Sguardi duri, occhi tristi, nervi a fior di pelle, indifferenza, intolleranza, voglia di litigare… Niente di nuovo: è un giorno di ordinaria follia in una città metropolitana.

La mattina basta il tragitto in auto o in metrò per rendersene conto. Pochi sorrisi, tanta rabbia pronta ad esplodere. Dove sono finite le buone vecchie maniere?

Oggi è l’occasione giusta per cambiare vita o almeno per cominciare a farlo. Il 13 novembre si celebra la Giornata Mondiale della Gentilezza. All’origine un movimento, il World Kindness Movement, nato nel 1988 a Tokyo e arrivato poi negli Stati Uniti. In Italia è arrivato nel 2001 grazie a Giorgio Aiassa, allora Presidente del Rotary Club.

Adam Phillips e Barbara Taylor hanno pubblicato di recente per Ponte alle Grazie Elogio della Gentilezza, ma gli esempi del passato, di uomini e donne straordinari che hanno dedicato la vita alla gentilezza e ne hanno scritto, sono davvero numerosi: Siddharta, San Francesco, Lao Tze, Madre Teresa di Calcutta, Thich Naht Hanh, il Dalai Lama.

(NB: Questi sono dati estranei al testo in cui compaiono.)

//! Container management for DynamoDB Local.
//!
//! Follows the Functional Core - Imperative Shell pattern:
//!
//! - **Pure functions** build command arguments and environment variables.
//! - **I/O functions** execute container commands and poll for health.

mod error;

pub use error::{ContainerError, Result};

use std::future::Future;
use std::time::Duration;

use tokio::process::Command;

// ============================================================================
// Types
// ============================================================================

/// Container runtime (Docker or Podman).
#[derive(Debug, Clone, Copy, Default, PartialEq, Eq)]
pub enum ContainerRuntime {
    #[default]
    Docker,
    Podman,
}

/// Specification for a container.
#[derive(Debug, Clone)]
pub struct ContainerSpec {
    pub name: &'static str,
    pub image: &'static str,
    pub port: u16,
    pub command: Option<&'static str>,
    /// HTTP status the service answers `GET /` with once it is up.
    pub healthy_status: u16,
}

/// DynamoDB Local container specification.
///
/// Runs in memory: every container start is a fresh database.
pub const DYNAMODB_SPEC: ContainerSpec = ContainerSpec {
    name: "tablekit-dynamodb",
    image: "amazon/dynamodb-local:latest",
    port: 8000,
    command: Some("-jar DynamoDBLocal.jar -sharedDb -inMemory"),
    healthy_status: 400,
};

// ============================================================================
// Pure Functions (Functional Core)
// ============================================================================

/// Builds arguments for `docker run` / `podman run`.
pub fn container_run_args(spec: &ContainerSpec) -> Vec<String> {
    let mut args = vec![
        "run".to_string(),
        "--name".to_string(),
        spec.name.to_string(),
        "-d".to_string(),
        "-p".to_string(),
        format!("{}:{}", spec.port, spec.port),
        spec.image.to_string(),
    ];

    if let Some(cmd) = spec.command {
        args.extend(cmd.split_whitespace().map(String::from));
    }

    args
}

/// Endpoint URL the host reaches the container on.
pub fn endpoint_url(spec: &ContainerSpec) -> String {
    format!("http://localhost:{}", spec.port)
}

/// Environment for processes talking to DynamoDB Local at `endpoint`.
pub fn environment_variables(endpoint: &str) -> Vec<(&'static str, String)> {
    vec![
        ("AWS_ENDPOINT_URL", endpoint.to_string()),
        ("AWS_REGION", "us-east-1".to_string()),
        ("AWS_ACCESS_KEY_ID", "test".to_string()),
        ("AWS_SECRET_ACCESS_KEY", "test".to_string()),
    ]
}

/// Returns the command name for the container runtime.
pub fn runtime_command(runtime: ContainerRuntime) -> &'static str {
    match runtime {
        ContainerRuntime::Docker => "docker",
        ContainerRuntime::Podman => "podman",
    }
}

// ============================================================================
// I/O Functions (Imperative Shell)
// ============================================================================

/// Detects which container runtime is available, Docker first.
pub async fn detect_runtime() -> Result<ContainerRuntime> {
    for runtime in [ContainerRuntime::Docker, ContainerRuntime::Podman] {
        let output = Command::new(runtime_command(runtime))
            .arg("--version")
            .output()
            .await;

        if let Ok(output) = output {
            if output.status.success() {
                tracing::debug!(runtime = runtime_command(runtime), "Container runtime found");
                return Ok(runtime);
            }
        }
    }

    Err(ContainerError::RuntimeNotFound(
        "Neither docker nor podman found in PATH".to_string(),
    ))
}

/// Whether a container named `name` is currently running.
pub async fn is_running(runtime: ContainerRuntime, name: &str) -> Result<bool> {
    let output = Command::new(runtime_command(runtime))
        .args(["ps", "-q", "-f", &format!("name={}", name)])
        .output()
        .await?;

    Ok(!String::from_utf8_lossy(&output.stdout).trim().is_empty())
}

/// Stops and removes a container.
///
/// Errors are ignored since the container might not exist.
pub async fn stop_container(runtime: ContainerRuntime, name: &str) -> Result<()> {
    let cmd = runtime_command(runtime);

    let _ = Command::new(cmd).args(["stop", name]).output().await;
    let _ = Command::new(cmd).args(["rm", name]).output().await;

    Ok(())
}

/// Starts a container, replacing any stopped one with the same name.
pub async fn start_container(runtime: ContainerRuntime, spec: &ContainerSpec) -> Result<()> {
    stop_container(runtime, spec.name).await?;

    let args = container_run_args(spec);
    tracing::debug!(args = ?args, "Starting container");

    let output = Command::new(runtime_command(runtime))
        .args(&args)
        .output()
        .await?;

    if !output.status.success() {
        return Err(ContainerError::StartFailed {
            name: spec.name.to_string(),
            stderr: String::from_utf8_lossy(&output.stderr).trim().to_string(),
        });
    }

    Ok(())
}

/// Starts a container and waits until it is healthy.
///
/// A container that never becomes healthy is stopped before the error is
/// returned.
pub async fn start_healthy(
    runtime: ContainerRuntime,
    spec: &ContainerSpec,
    timeout: Duration,
) -> Result<()> {
    start_container(runtime, spec).await?;
    stop_on_error(
        wait_for_health(spec, timeout).await,
        stop_container(runtime, spec.name),
    )
    .await
}

async fn stop_on_error<T>(result: Result<T>, stop: impl Future<Output = Result<()>>) -> Result<T> {
    if let Err(err) = &result {
        tracing::warn!(error = %err, "Stopping container");
        if let Err(stop_err) = stop.await {
            tracing::warn!(error = %stop_err, "Failed to stop container");
        }
    }
    result
}

/// Polls the container's HTTP endpoint until it answers or `timeout` passes.
pub async fn wait_for_health(spec: &ContainerSpec, timeout: Duration) -> Result<()> {
    let start = std::time::Instant::now();
    let poll_interval = Duration::from_millis(500);

    while start.elapsed() < timeout {
        if check_http_health(spec.port, spec.healthy_status).await {
            return Ok(());
        }
        tokio::time::sleep(poll_interval).await;
    }

    Err(ContainerError::NotHealthy {
        name: spec.name.to_string(),
        timeout_secs: timeout.as_secs(),
    })
}

/// DynamoDB Local answers a bare `GET /` with 400 once it is serving.
async fn check_http_health(port: u16, expected_status: u16) -> bool {
    let url = format!("http://localhost:{}/", port);
    let Ok(client) = reqwest::Client::builder()
        .timeout(Duration::from_secs(2))
        .build()
    else {
        return false;
    };

    match client.get(&url).send().await {
        Ok(response) => response.status().as_u16() == expected_status,
        Err(_) => false,
    }
}

#[cfg(test)]
mod tests {
    use super::*;
    use std::sync::atomic::{AtomicBool, Ordering};

    #[tokio::test]
    async fn test_unhealthy_container_is_stopped() {
        let stopped = AtomicBool::new(false);
        let unhealthy: Result<()> = Err(ContainerError::NotHealthy {
            name: DYNAMODB_SPEC.name.to_string(),
            timeout_secs: 30,
        });

        let result = stop_on_error(unhealthy, async {
            stopped.store(true, Ordering::SeqCst);
            Ok(())
        })
        .await;

        assert!(matches!(result, Err(ContainerError::NotHealthy { .. })));
        assert!(stopped.load(Ordering::SeqCst));
    }

    #[tokio::test]
    async fn test_healthy_container_keeps_running() {
        let stopped = AtomicBool::new(false);

        let result = stop_on_error(Ok(()), async {
            stopped.store(true, Ordering::SeqCst);
            Ok(())
        })
        .await;

        assert!(result.is_ok());
        assert!(!stopped.load(Ordering::SeqCst));
    }

    #[test]
    fn test_container_run_args() {
        let args = container_run_args(&DYNAMODB_SPEC);

        assert_eq!(&args[..3], ["run", "--name", "tablekit-dynamodb"]);
        assert!(args.contains(&"8000:8000".to_string()));
        assert!(args.contains(&"amazon/dynamodb-local:latest".to_string()));
        assert!(args.contains(&"-inMemory".to_string()));
        assert!(!args.contains(&"-v".to_string()));
    }

    #[test]
    fn test_endpoint_url() {
        assert_eq!(endpoint_url(&DYNAMODB_SPEC), "http://localhost:8000");
    }

    #[test]
    fn test_environment_variables() {
        let vars = environment_variables("http://localhost:8000");

        assert!(vars.contains(&("AWS_ENDPOINT_URL", "http://localhost:8000".to_string())));
        assert!(vars.contains(&("AWS_REGION", "us-east-1".to_string())));
        assert!(vars.contains(&("AWS_ACCESS_KEY_ID", "test".to_string())));
        assert!(vars.contains(&("AWS_SECRET_ACCESS_KEY", "test".to_string())));
    }

    #[test]
    fn test_runtime_command() {
        assert_eq!(runtime_command(ContainerRuntime::Docker), "docker");
        assert_eq!(runtime_command(ContainerRuntime::Podman), "podman");
    }
}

E per i più scettici, che ancora stentano a cedere di fronte a un sorriso, lo dicono i più recenti studi: arrabbiarsi fa male, ne risentono tutti gli organi, fa aumentare lo stress e il senso di stanchezza.

Meglio rallentare e imparare, con calma, a respirare: tornare ad essere consapevoli dell’aria fresca che penetra nelle nostre vie respiratorie e dell’aria tiepida che restituiamo al mondo.

La prossima volta che respirate, o camminate o mangiate o abbracciate vostro marito, vostra moglie o i vostri bambini, fatelo con tutto il cuore o con tutti voi stessi. Sarà tutta un’altra cosa.